【闘病】1歳の息子に異変…病院で「脳腫瘍」診断。辛い治療を乗り越えて見つけた家族の大切さ
体調が悪くなることなく、抗がん剤治療を終えることができた
編集部: 化学療法はどのように進めていったのでしょうか? 穴井さん: あまり詳しく覚えてないのですが、『3日間抗がん剤治療・1週間休憩』のペースを2カ月間行いました。その間、体調が悪くなることもなく一度も中止せず終えることができました。先生から抗がん剤を始める前、事前に「1歳くらいの場合は抗がん剤でしんどくならないことが多い」と教えてもらっており、抗がん剤の副作用の嘔吐などの症状もなく、大きく体調を崩すことはなかったです。 編集部: その後の治療の流れも教えてください。 穴井さん: 化学療法の後、すぐに放射線治療はしませんでした。まだ1歳だったので、放射線治療ではなく手術で乗り切っていました。でも、頻繁に再発を繰り返すので、2歳4カ月で再発した時初めて放射線治療に踏み切りました。 編集部: 発症後、生活にどのような変化がありましたか? 穴井さん: 兄弟が多いのもあって付き添い入院はしなかったのですが、私は仕事も辞めたり、面会に行くため送り迎えができないので兄弟は習い事を辞めたりと、色々変化はありました。 編集部: ご兄弟は入院されているお子さんに対してどのような思いを感じられていたのでしょうか? 穴井さん: まだ全員小さかったこともあり、どこまで理解していたかは分からないですが、「早く元気になって帰ってきてほしい」「かわいそう」とはよく言っていました。 編集部: 闘病に向き合う上で心の支えになっているものを教えてください。 穴井さん: やはり家族の存在だと思います。 編集部: もし昔の自分に声をかけられたら、どんな助言をしますか? 穴井さん: 「体調の変化が出だした時点で、しつこくてももっと色々な検査をしてもらいなさい。子どもの少しの変化に一番気づいてあげられるのは、母である私だよ」と言いたいです。

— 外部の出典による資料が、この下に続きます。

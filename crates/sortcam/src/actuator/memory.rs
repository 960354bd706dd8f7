//! In-memory actuator link
//!
//! [`MemoryLink::pair`] returns the dispatcher side and a [`MemoryPeer`]
//! that plays the controller: it sees every command written and can inject
//! replies, write stalls, or a disconnect.

use std::sync::{Arc, Mutex, MutexGuard, PoisonError};

use super::{ActuatorError, ActuatorLink, LineBuffer};

#[derive(Debug, Default)]
struct Wire {
    /// Bytes written by the dispatcher side
    outbound: Vec<u8>,
    /// Bytes written by the peer, not yet read
    inbound: Vec<u8>,
    stalled: bool,
    disconnected: bool,
}

fn lock(wire: &Mutex<Wire>) -> MutexGuard<'_, Wire> {
    wire.lock().unwrap_or_else(PoisonError::into_inner)
}

/// Dispatcher side of an in-memory link
#[derive(Debug)]
pub struct MemoryLink {
    wire: Arc<Mutex<Wire>>,
    lines: LineBuffer,
}

/// Controller side of an in-memory link
#[derive(Debug, Clone)]
pub struct MemoryPeer {
    wire: Arc<Mutex<Wire>>,
}

impl MemoryLink {
    pub fn pair() -> (MemoryLink, MemoryPeer) {
        let wire = Arc::new(Mutex::new(Wire::default()));
        (
            MemoryLink {
                wire: Arc::clone(&wire),
                lines: LineBuffer::new(),
            },
            MemoryPeer { wire },
        )
    }

    fn check_connected(wire: &Wire) -> Result<(), ActuatorError> {
        if wire.disconnected {
            Err(ActuatorError::DeviceUnavailable("memory link closed".into()))
        } else {
            Ok(())
        }
    }
}

impl ActuatorLink for MemoryLink {
    fn try_send(&mut self, command: &str) -> Result<(), ActuatorError> {
        let mut wire = lock(&self.wire);
        Self::check_connected(&wire)?;
        if wire.stalled {
            return Err(ActuatorError::WriteTimeout);
        }
        wire.outbound.extend_from_slice(command.as_bytes());
        wire.outbound.push(b'\n');
        Ok(())
    }

    fn poll_incoming(&mut self) -> Result<Option<String>, ActuatorError> {
        if let Some(line) = self.lines.next_line() {
            return Ok(Some(line));
        }
        let pending = {
            let mut wire = lock(&self.wire);
            Self::check_connected(&wire)?;
            std::mem::take(&mut wire.inbound)
        };
        self.lines.push(&pending);
        Ok(self.lines.next_line())
    }

    fn bytes_available(&mut self) -> Result<usize, ActuatorError> {
        let wire = lock(&self.wire);
        Self::check_connected(&wire)?;
        Ok(wire.inbound.len())
    }
}

impl MemoryPeer {
    /// Everything the dispatcher has written so far
    pub fn sent_raw(&self) -> Vec<u8> {
        lock(&self.wire).outbound.clone()
    }

    /// Drain written commands as lines (terminators removed)
    pub fn take_sent(&self) -> Vec<String> {
        let raw = std::mem::take(&mut lock(&self.wire).outbound);
        String::from_utf8_lossy(&raw)
            .lines()
            .map(str::to_string)
            .collect()
    }

    /// Send a full reply line
    pub fn reply(&self, line: &str) {
        let mut wire = lock(&self.wire);
        wire.inbound.extend_from_slice(line.as_bytes());
        wire.inbound.push(b'\n');
    }

    /// Send raw bytes, e.g. half a line
    pub fn write_raw(&self, bytes: &[u8]) {
        lock(&self.wire).inbound.extend_from_slice(bytes);
    }

    /// Make every write time out until cleared
    pub fn set_stalled(&self, stalled: bool) {
        lock(&self.wire).stalled = stalled;
    }

    /// Unplug the device: all further calls fail
    pub fn disconnect(&self) {
        lock(&self.wire).disconnected = true;
    }
}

デイサービスの看護師が付き添いし、保育園生活をフォロー
編集部: 現在の体調や生活などの様子について教えてください。 穴井さん: 現在は3カ月に一度のMRI検査で、経過観察をしています。保育園にも通っていますが、医療的ケアが必要な状態なので、いつもお世話になっているデイサービスの看護師さんが保育園に同伴してくれています。 編集部: 看護師さんは具体的にどのようなことをしてくださっているのでしょうか? 穴井さん: 気管切開と胃ろうをしているので、痰吸引をしてもらったり、胃ろうから適宜水分を注入してもらったりしています。ほかにも、息子が少し辛そうだと思ったら血中酸素濃度を測ってもらうこともあります。保育園にいる間はすぐに対応できるように常にそばで様子を見てくれています。 編集部: 脳腫瘍を意識していない人に一言お願いします。 穴井さん: お子さんの様子が少しでも変だなと思ったら病院へ連れて行ってあげてほしいです。大人の方であれば、やはり定期的に人間ドックや脳ドック、がん検診に通ってほしいです。 編集部: 医療従事者に望むことはありますか? 穴井さん: 毎日たくさんの患者さんを診て、大変なお仕事だと思います。大事なこと、危険性など、厳しいことを伝えないといけない時、当事者だけでなく家族の心のケアもしてもらえたらと思います。 編集部: 最後に、読者に向けてのメッセージをお願いします。 穴井さん: 子どもの少しの変化にもすぐに気づくことができるのは、やはり私たち親です。お子さんの不調があったとき、「こんなことで病院へ行って過保護な親だと思われたら嫌だな」などとためらわずに受診してほしいと思います。